Given the challenges the environment will face in the coming decades due to global warming, this piece of the puzzle has become more pressing for phyto-scientists, who hope that understanding plant stress reactions will ultimately lead to new generations of plants that are, among other things, more resistant to drought and stress.
That's why a study published this week in the internationally renowned journal Science is considered an important step in understanding how chloroplasts communicate with the nucleus of a cell when stresses such as drought, heat, salinity or light become too important for the body.
A research team composed of Shai Koussevitzky, an associate researcher at the University of Nevada, Reno College of Agriculture, Biotechnology and Natural Resources, and Ron Mittler, an associate professor of biochemistry and molecular biology, determined that multiple plant distress signals converge on a single pathway, which then channels information to the nucleus. The study is part of a collaboration led by Joanne Chory, Professor and Director of the Plant Biology Laboratory at the Salk Institute for Biological Studies in La Jolla, California, and a researcher at Howard Hughes Medical Institute.
Koussevitzky, looking at the end of the signalling pathway, found the corresponding binding factor known as ABI4, a known plant transcription factor. It prevents light-induced regulatory factors from activating gene expression. Further work in the project has established that the GUN1 protein, located in a chloroplast and nuclear coded, is required to integrate multiple stress derived signals into the chloroplast. This work was carried out by the first co-author of the article, Ajit Nott, who was a research associate in Dr. Chory's laboratory.
Many of the nuclear genes that encode chloroplast proteins are regulated by a "main switch" in response to environmental conditions. This "main switch", like a binary computer, can activate or deactivate certain gene sets depending on the stress signaling processes.
One of our suggestions in the paper is that ABI4 seems to be a prime candidate to be the "main switch," Koussevitzky said. "ABI4 binds to a newly identified sequence pattern and, in doing so, prevents light-induced regulatory factors from activating gene expression. It has a role in so many signalling processes in the plant, it may be the "main switch" that researchers are looking for."
These discoveries are crucial to future research efforts in the design of new generations of plants, Mittler said.
"Many things that happen in chloroplast are important for production, growth and environmental response," he says. "It is therefore a very basic communication mechanism between the chloroplast and the nucleus. It had already been suggested that the elements of this process should take multiple paths. This work shows that the elements do indeed pass through this particular path.

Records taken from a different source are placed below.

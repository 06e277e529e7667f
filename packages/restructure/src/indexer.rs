//! Annotates a parsed tree for the restructuring passes: declaration ids,
//! lengths and fingerprints, selector ids, compare markers and rule
//! pseudo-signatures. Nothing is moved or removed here, so configuration
//! errors surface before the tree changes shape.

use crate::error::{RestructureError, RestructureResult};
use crate::fingerprint::Fingerprinter;
use crate::options::RestructureOptions;
use crate::specificity::specificity;
use crate::usage::UsageScopes;
use crate::utils::OPAQUE_MARKER;
use csspress_syntax::{
    generate_declaration, generate_selector, walk_atrules, walk_rules, Declaration, NodeId,
    SimpleSelector, Tree,
};
use std::collections::{BTreeSet, HashMap};
use tracing::{debug, instrument};

/// Pseudo-classes that never change which rule wins, so they don't split signatures
const NEUTRAL_PSEUDO_CLASSES: &[&str] = &[
    "link",
    "visited",
    "hover",
    "active",
    "first-letter",
    "first-line",
    "after",
    "before",
];

const NEUTRAL_PSEUDO_ELEMENTS: &[&str] = &["first-letter", "first-line", "after", "before"];

pub struct Indexer {
    ids: HashMap<String, u32>,
    pub fingerprinter: Fingerprinter,
    usage: Option<UsageScopes>,
}

impl Indexer {
    pub fn new(options: &RestructureOptions) -> RestructureResult<Self> {
        let usage = match &options.usage {
            Some(usage) => Some(UsageScopes::from_usage(usage)?),
            None => None,
        };

        Ok(Self {
            ids: HashMap::new(),
            fingerprinter: Fingerprinter::new()?,
            usage,
        })
    }

    #[instrument(skip(self, tree))]
    pub fn run(&mut self, tree: &mut Tree) -> RestructureResult<()> {
        let mut failure = None;
        walk_rules(tree, false, |tree, ctx| {
            if failure.is_some() {
                return;
            }
            if let Some(block) = tree.block_of(ctx.item) {
                for item in tree.children(block) {
                    if let Some(declaration) = tree.declaration_mut(item) {
                        self.mark_declaration(declaration);
                    }
                }
            }
            if let Err(error) = self.process_selectors(tree, ctx.item) {
                failure = Some(error);
            }
        });
        if let Some(error) = failure {
            return Err(error);
        }

        walk_atrules(tree, false, |tree, ctx| {
            let is_keyframes = tree
                .atrule(ctx.item)
                .map(|atrule| atrule.basename() == "keyframes")
                .unwrap_or(false);
            if !is_keyframes {
                return;
            }
            let Some(block) = tree.block_of(ctx.item) else {
                return;
            };

            if let Some(block) = tree.block_mut(block) {
                block.merge_averse = true;
            }
            for item in tree.children(block) {
                if let Some(rule) = tree.rule_mut(item) {
                    for selector in &mut rule.prelude.selectors {
                        selector.compare_marker = selector.id.clone();
                    }
                }
            }
        });

        debug!(declarations = self.ids.len(), "Indexed declarations");
        Ok(())
    }

    /// Intern a declaration's canonical text and refresh its fingerprint
    pub fn mark_declaration(&mut self, declaration: &mut Declaration) {
        let text = generate_declaration(declaration);
        let next = self.ids.len() as u32 + 1;

        declaration.length = text.len();
        declaration.id = *self.ids.entry(text).or_insert(next);
        declaration.fingerprint = Some(self.fingerprinter.fingerprint(declaration));
    }

    fn process_selectors(&self, tree: &mut Tree, rule: NodeId) -> RestructureResult<()> {
        let Some(rule) = tree.rule_mut(rule) else {
            return Ok(());
        };

        let mut pseudos = BTreeSet::new();
        let mut raw = Vec::new();

        for selector in &mut rule.prelude.selectors {
            let id = generate_selector(selector);
            selector.id = id;

            if selector.is_raw() {
                selector.compare_marker = OPAQUE_MARKER.to_string();
                raw.push(selector.id.clone());
                continue;
            }

            let mut tag = String::from("*");
            let mut scope = None;

            for node in &selector.children {
                match node {
                    SimpleSelector::Class { name } => {
                        let class_scope = self.usage.as_ref().and_then(|usage| usage.scope_of(name));
                        if let Some(class_scope) = class_scope {
                            if scope.is_some_and(|scope| scope != class_scope) {
                                return Err(RestructureError::SelectorMixesScopes {
                                    selector: selector.id.clone(),
                                });
                            }
                            scope = Some(class_scope);
                        }
                    }
                    SimpleSelector::PseudoClass { name, .. } => {
                        let name = name.to_ascii_lowercase();
                        if !NEUTRAL_PSEUDO_CLASSES.contains(&name.as_str()) {
                            pseudos.insert(format!(":{}", name));
                        }
                    }
                    SimpleSelector::PseudoElement { name, .. } => {
                        let name = name.to_ascii_lowercase();
                        if !NEUTRAL_PSEUDO_ELEMENTS.contains(&name.as_str()) {
                            pseudos.insert(format!("::{}", name));
                        }
                    }
                    SimpleSelector::Attribute(attribute) => {
                        if let Some(flags) = &attribute.flags {
                            pseudos.insert(format!("[{}]", flags.to_ascii_lowercase()));
                        }
                    }
                    SimpleSelector::Type { name } => tag = name.to_ascii_lowercase(),
                    SimpleSelector::Combinator { .. } => tag = String::from("*"),
                    _ => {}
                }
            }

            let [a, b, c] = specificity(selector);
            let mut marker = format!("{},{},{}", a, b, c);
            if let Some(scope) = scope {
                marker.push_str(&format!(":{}", scope));
            }
            if tag != "*" {
                marker.push(',');
                marker.push_str(&tag);
            }
            selector.compare_marker = marker;
        }

        rule.pseudo_signature = if !raw.is_empty() {
            Some(format!("raw:{}", raw.join(",")))
        } else if pseudos.is_empty() {
            None
        } else {
            Some(pseudos.into_iter().collect::<Vec<_>>().join(","))
        };

        Ok(())
    }
}

#[cfg(test)]
mod tests {
    use super::*;
    use crate::options::Usage;
    use csspress_syntax::{parse, Rule};

    fn indexed(source: &str) -> Tree {
        let mut tree = parse(source).unwrap();
        Indexer::new(&RestructureOptions::default())
            .unwrap()
            .run(&mut tree)
            .unwrap();
        tree
    }

    fn rules(tree: &Tree) -> Vec<Rule> {
        let mut found = Vec::new();
        let mut tree = tree.clone();
        walk_rules(&mut tree, false, |tree, ctx| {
            found.push(tree.rule(ctx.item).unwrap().clone());
        });
        found
    }

    fn markers(rule: &Rule) -> Vec<&str> {
        rule.prelude
            .selectors
            .iter()
            .map(|selector| selector.compare_marker.as_str())
            .collect()
    }

    #[test]
    fn test_identical_declarations_share_an_id() {
        let tree = indexed(".a{color:red;margin:0}.b{color:red}");
        let rules = rules(&tree);
        let first = tree.children(rules[0].block);
        let second = tree.children(rules[1].block);
        let a = tree.declaration(first[0]).unwrap();
        let b = tree.declaration(first[1]).unwrap();
        let c = tree.declaration(second[0]).unwrap();
        assert_eq!(a.id, c.id);
        assert_ne!(a.id, b.id);
        assert_eq!(a.length, "color:red".len());
        assert_eq!(a.fingerprint.as_deref(), Some("color!||"));
    }

    #[test]
    fn test_compare_markers() {
        let tree = indexed("a.b,#x > li,.c .d,svg{x:y}");
        let rules = rules(&tree);
        assert_eq!(markers(&rules[0]), vec!["0,1,1,a", "1,0,1,li", "0,2,0", "0,0,1,svg"]);
        assert_eq!(rules[0].prelude.selectors[1].id, "#x>li");
    }

    #[test]
    fn test_pseudo_signature() {
        let tree = indexed("a:hover{x:y}a:focus::selection{x:y}a::before{x:y}[a=b i]{x:y}");
        let rules = rules(&tree);
        assert_eq!(rules[0].pseudo_signature, None);
        assert_eq!(rules[1].pseudo_signature.as_deref(), Some("::selection,:focus"));
        assert_eq!(rules[2].pseudo_signature, None);
        assert_eq!(rules[3].pseudo_signature.as_deref(), Some("[i]"));
    }

    #[test]
    fn test_keyframes_blocks() {
        let tree = indexed("@-webkit-keyframes spin{from{x:y}to{x:z}}");
        let rules = rules(&tree);
        assert_eq!(markers(&rules[0]), vec!["from"]);
        assert_eq!(markers(&rules[1]), vec!["to"]);

        let atrule = tree.first_child(tree.root()).unwrap();
        let block = tree.block_of(atrule).unwrap();
        assert!(tree.block(block).unwrap().merge_averse);
    }

    #[test]
    fn test_usage_scopes_in_markers() {
        let mut tree = parse(".a{x:y}.a .z{x:y}").unwrap();
        let options = RestructureOptions {
            usage: Some(Usage {
                scopes: vec![vec!["a".into()], vec!["b".into()]],
            }),
            ..Default::default()
        };
        Indexer::new(&options).unwrap().run(&mut tree).unwrap();
        let rules = rules(&tree);
        assert_eq!(markers(&rules[0]), vec!["0,1,0:1"]);
        assert_eq!(markers(&rules[1]), vec!["0,2,0:1"]);
    }

    #[test]
    fn test_selector_mixing_scopes_fails() {
        let mut tree = parse(".a.b{x:y}").unwrap();
        let options = RestructureOptions {
            usage: Some(Usage {
                scopes: vec![vec!["a".into()], vec!["b".into()]],
            }),
            ..Default::default()
        };
        let error = Indexer::new(&options).unwrap().run(&mut tree).unwrap_err();
        assert!(matches!(error, RestructureError::SelectorMixesScopes { selector } if selector == ".a.b"));
    }
}
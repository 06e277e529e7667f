use csspress_syntax::{walk_rules, SelectorList, Tree};
use tracing::{debug, instrument};

/// Split every multi-selector rule into single-selector rules, keeping order
#[instrument(skip(tree))]
pub fn disjoin(tree: &mut Tree) {
    let mut created = 0usize;
    walk_rules(tree, true, |tree, ctx| {
        loop {
            let Some(rule) = tree.rule_mut(ctx.item) else {
                break;
            };
            if rule.prelude.len() <= 1 {
                break;
            }

            let head = rule.prelude.selectors.remove(0);
            let block = rule.block;
            let signature = rule.pseudo_signature.clone();

            let copy = tree.clone_block(block);
            let split = tree.new_rule(SelectorList::new(vec![head]), copy, signature);
            tree.insert_before(ctx.list, split, Some(ctx.item));
            created += 1;
        }
    });
    debug!(created, "Rules disjoined");
}

#[cfg(test)]
mod tests {
    use super::*;
    use crate::indexer::Indexer;
    use crate::options::RestructureOptions;
    use csspress_syntax::{parse, serialize};

    fn run(source: &str) -> Tree {
        let mut tree = parse(source).unwrap();
        Indexer::new(&RestructureOptions::default())
            .unwrap()
            .run(&mut tree)
            .unwrap();
        disjoin(&mut tree);
        tree
    }

    #[test]
    fn test_split_keeps_order() {
        let tree = run(".a,.b,.c{color:red}.d{x:y}");
        assert_eq!(serialize(&tree), ".a{color:red}.b{color:red}.c{color:red}.d{x:y}");
    }

    #[test]
    fn test_nested_rules_split() {
        let tree = run("@media print{a,b{x:y}}");
        assert_eq!(serialize(&tree), "@media print{a{x:y}b{x:y}}");
    }

    #[test]
    fn test_copies_are_independent() {
        let mut tree = run(".a,.b{color:red}");
        let root = tree.root();
        let first = tree.first_child(root).unwrap();
        let block = tree.block_of(first).unwrap();
        let declaration = tree.first_child(block).unwrap();
        tree.detach(declaration);
        assert_eq!(serialize(&tree), ".a{}.b{color:red}");
    }
}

"Today, we are in a much better position to resolve the issue of producing plants that can use marginal water or marginal soil in a way that will not completely suppress the plant's normal metabolism and activate all its stress metabolism when it is under severe stress. If you want to generate a more tolerant plant, you have to take care of both of these things."
Added Koussevitzky: "We are trying to place the signalling lanes in the context of the plant's stress response. A little more adjustment will be needed, but knowing at least that it is going through a particular route will allow researchers to design what the targets should be downstream of those routes. The work carried out under this project was supported by a grant from the Ministry of Energy, the Howard Hughes Medical Institute, the long-term EMBO and the Howard Hughes Medical Institute scholarships.